■ WHAT YOU HAVE TO DO
Search the records for the word "GradientBoostingModel". Copy every line where it appears.

■ MATERIAL FOR THIS TASK
[Start of section]

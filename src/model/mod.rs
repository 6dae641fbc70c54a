pub mod forest;
pub mod linear;

pub use forest::{GradientBoostingModel, RegressionTree, TreeNode};
pub use linear::LinearModel;

use anyhow::{Context, Result};
use serde::{Deserialize, Serialize};
use std::fs::File;
use std::io::BufReader;
use std::path::Path;

use crate::error::PredictionServiceError;
use crate::features::{FeatureVector, Field};

/// A trained regression model.
pub trait Predictor {
    /// Score one feature vector. Implementations must not panic on odd input;
    /// every failure comes back as an error.
    fn predict(&self, features: &FeatureVector) -> Result<f64, PredictionServiceError>;

    /// One-line summary for verbose output and the `check` command.
    fn describe(&self) -> String;
}

/// Call the model and reject output the rest of the pipeline cannot use.
pub fn predict_checked(
    predictor: &dyn Predictor,
    features: &FeatureVector,
) -> Result<f64, PredictionServiceError> {
    let value = predictor.predict(features)?;
    if !value.is_finite() {
        return Err(PredictionServiceError::new(format!(
            "model returned a non-finite value ({})",
            value
        )));
    }
    Ok(value)
}

#[derive(Debug, Clone, Deserialize, Serialize, PartialEq)]
#[serde(tag = "kind", rename_all = "snake_case")]
pub enum ModelKind {
    Linear(LinearModel),
    GradientBoosting(GradientBoostingModel),
}

/// On-disk model description.
///
/// Example JSON:
/// ```json
/// {
///   "feature_names": ["age", "sex", "bmi", "bp", "s1", "s2", "s3", "s4", "s5", "s6"],
///   "model": { "kind": "linear", "intercept": 152.13, "coefficients": { "bmi": 519.85 } }
/// }
/// ```
#[derive(Debug, Clone, Deserialize, Serialize, PartialEq)]
#[serde(deny_unknown_fields)]
pub struct ModelFile {
    /// Column order the model was trained with, when the exporter recorded it
    #[serde(default)]
    pub feature_names: Option<Vec<String>>,

    pub model: ModelKind,
}

impl ModelFile {
    /// The recorded column order must be exactly ours; a reordered file would
    /// silently corrupt every prediction.
    pub fn check_feature_names(&self) -> Result<()> {
        let Some(names) = &self.feature_names else {
            return Ok(());
        };
        let expected: Vec<&str> = Field::ALL.iter().map(|f| f.name()).collect();
        if names.len() != expected.len() || names.iter().zip(&expected).any(|(a, b)| a != b) {
            anyhow::bail!(
                "Model feature order [{}] does not match expected [{}]",
                names.join(", "),
                expected.join(", ")
            );
        }
        Ok(())
    }

    pub fn into_predictor(self) -> Box<dyn Predictor> {
        match self.model {
            ModelKind::Linear(m) => Box::new(m),
            ModelKind::GradientBoosting(m) => Box::new(m),
        }
    }
}

/// Load a model from a JSON file
///
/// # Errors
///
/// Returns an error if:
/// - The model file does not exist or cannot be read
/// - The JSON cannot be parsed
/// - The recorded feature order differs from the expected column order
pub fn load_model(path: &Path) -> Result<Box<dyn Predictor>> {
    if !path.exists() {
        anyhow::bail!("Model file not found at {}", path.display());
    }

    let file = File::open(path)
        .with_context(|| format!("Failed to open model file at {}", path.display()))?;

    let model_file: ModelFile = serde_json::from_reader(BufReader::new(file))
        .with_context(|| format!("Failed to parse model: invalid JSON in {}", path.display()))?;

    model_file.check_feature_names()?;

    Ok(model_file.into_predictor())
}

[End of section]

■ RESULT FOR THIS EXERCISE
pub use forest::{GradientBoostingModel, RegressionTree, TreeNode};
    GradientBoosting(GradientBoostingModel),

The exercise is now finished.